Neil Vigdor
May 29,
2025, 8:45 p.m. ET4 hours ago
Neil Vigdor
https://www.nytimes.com/live/2025/05/29/us/trump-news
JD
Vance’s campaign plane is being used for migrant deportation flights.
In its
former life, the charter plane with the tail No. N917XA went by the moniker
Trump Force Two.
The
ubiquitous red, white and blue livery logged thousands of miles last year as
the campaign plane of JD Vance, who was elected as President Trump’s vice
president in November.
But that
plane — the same one the campaign offered rides on to entice donors to give
money — is now carrying out a much different and clandestine kind of task for
the Trump administration.
The Boeing
737 has been chartered more than a dozen times this year by the federal
government to deport migrants to several Central American countries, according
to public aviation logs and a group that tracks the flights.
The
Trump-Vance campaign rode to victory in part on its vow to undertake the
largest deportation push in American history. The Trump administration has
since expanded the range of people who can be targeted for removal, sped up the
deportation process for others and, in some cases, tightened the rules for
legal immigrants.
In 2018,
during President Trump’s first term, the plane was used for at least three
deportation flights that took about 360 migrants to El Salvador and Guatemala,
according to the Center for Human Rights at the University of Washington. The
center obtained the data through a public records request.
A fourth
flight, chartered by U.S. Immigration and Customs Enforcement as part of what
is known as its ICE Air program, was used to transfer about 144 migrants
between detention centers in the United States.
The
repurposing of Mr. Vance’s former campaign plane for migrant deportation
flights was first reported by The Arizona Mirror. The publication tallied an
additional 35 flights made by the plane in 2020 between ICE hubs in the United
States and Central and South American countries.
It was not
clear whether Mr. Vance, who represented Ohio in the Senate before being
elected vice president, was aware of the plane’s history.
A spokesman
for the vice president’s office did not immediately respond to a request for
comment on Thursday.
The
Department of Homeland Security, which ICE is part of, declined to comment on
the specific plane, citing security concerns.
“ICE uses
subcontractors to help carry out its mission to deport illegal aliens,” the
department said in a statement. “These subcontractors are not exclusive to
ICE.”
The plane,
which is about 22 years old, is registered to Eastern 737 Asset Holdings L.L.C.

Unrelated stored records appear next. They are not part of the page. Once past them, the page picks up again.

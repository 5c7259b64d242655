//! Exact-minute trigger gate for scheduled reminders.
//!
//! The reminder fires only when the current instant, viewed at the schedule's
//! UTC offset, falls on the configured day of month, hour and minute. There is
//! no catch-up: an invocation one minute late is a no-op for that period.

use chrono::{DateTime, Datelike, FixedOffset, Offset, Timelike, Utc};

use crate::domain::Error;

const DEFAULT_DAY_OF_MONTH: u32 = 1;
const DEFAULT_HOUR: u32 = 13;
const DEFAULT_MINUTE: u32 = 30;

/// Day-of-month, hour and minute at which a reminder may fire.
///
/// # Examples
/// ```
/// use chrono::{FixedOffset, TimeZone, Utc};
/// use timesheet_reminder::domain::TriggerSchedule;
///
/// let schedule = TriggerSchedule::new(1, 13, 30, FixedOffset::east_opt(0).expect("utc"))?;
/// let now = Utc.with_ymd_and_hms(2019, 3, 1, 13, 30, 0).single().expect("valid time");
/// assert!(schedule.is_due(now));
/// # Ok::<(), timesheet_reminder::domain::Error>(())
/// ```
#[derive(Debug, Clone, Copy, PartialEq, Eq)]
pub struct TriggerSchedule {
    day_of_month: u32,
    hour: u32,
    minute: u32,
    offset: FixedOffset,
}

impl TriggerSchedule {
    /// Build a validated schedule.
    ///
    /// # Errors
    ///
    /// Returns [`Error::invalid_request`] when any component is out of range.
    pub fn new(day_of_month: u32, hour: u32, minute: u32, offset: FixedOffset) -> Result<Self, Error> {
        if !(1..=31).contains(&day_of_month) {
            return Err(Error::invalid_request(format!(
                "trigger day of month must be within 1..=31, got {day_of_month}"
            )));
        }
        if hour > 23 {
            return Err(Error::invalid_request(format!(
                "trigger hour must be within 0..=23, got {hour}"
            )));
        }
        if minute > 59 {
            return Err(Error::invalid_request(format!(
                "trigger minute must be within 0..=59, got {minute}"
            )));
        }
        Ok(Self {
            day_of_month,
            hour,
            minute,
            offset,
        })
    }

    /// Return whether `now` falls exactly on the trigger minute.
    pub fn is_due(&self, now: DateTime<Utc>) -> bool {
        let local = now.with_timezone(&self.offset);
        local.day() == self.day_of_month && local.hour() == self.hour && local.minute() == self.minute
    }

    /// Day of month, hour and minute, in that order.
    pub fn components(&self) -> (u32, u32, u32) {
        (self.day_of_month, self.hour, self.minute)
    }

    /// Offset the schedule is evaluated at.
    pub fn offset(&self) -> FixedOffset {
        self.offset
    }
}

impl Default for TriggerSchedule {
    fn default() -> Self {
        Self {
            day_of_month: DEFAULT_DAY_OF_MONTH,
            hour: DEFAULT_HOUR,
            minute: DEFAULT_MINUTE,
            offset: Utc.fix(),
        }
    }
}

in Kansas City, Mo., according to a Federal Aviation Administration registry.
The company did not respond to a request for comment.
From
mid-April through May 24 of this year, the plane was chartered for 16
deportation flights to Mexico, Honduras, Guatemala and El Salvador, according
to Tom Cartwright, an immigrant rights advocate and a volunteer for the group
Witness at the Border. The flight data was verified by The New York Times.
Soon after
Mr. Trump chose Mr. Vance as his running mate last July, the plane became a
mainstay on the trail, ferrying the future vice president and an entourage of
handlers and journalists between Washington and battleground states.
Last August,
the plane had to make an emergency landing in Milwaukee shortly after takeoff
because of a door malfunction. The flight returned to Milwaukee Mitchell
International Airport, where the problem was quickly resolved before it
continued to Cincinnati/Northern Kentucky International Airport.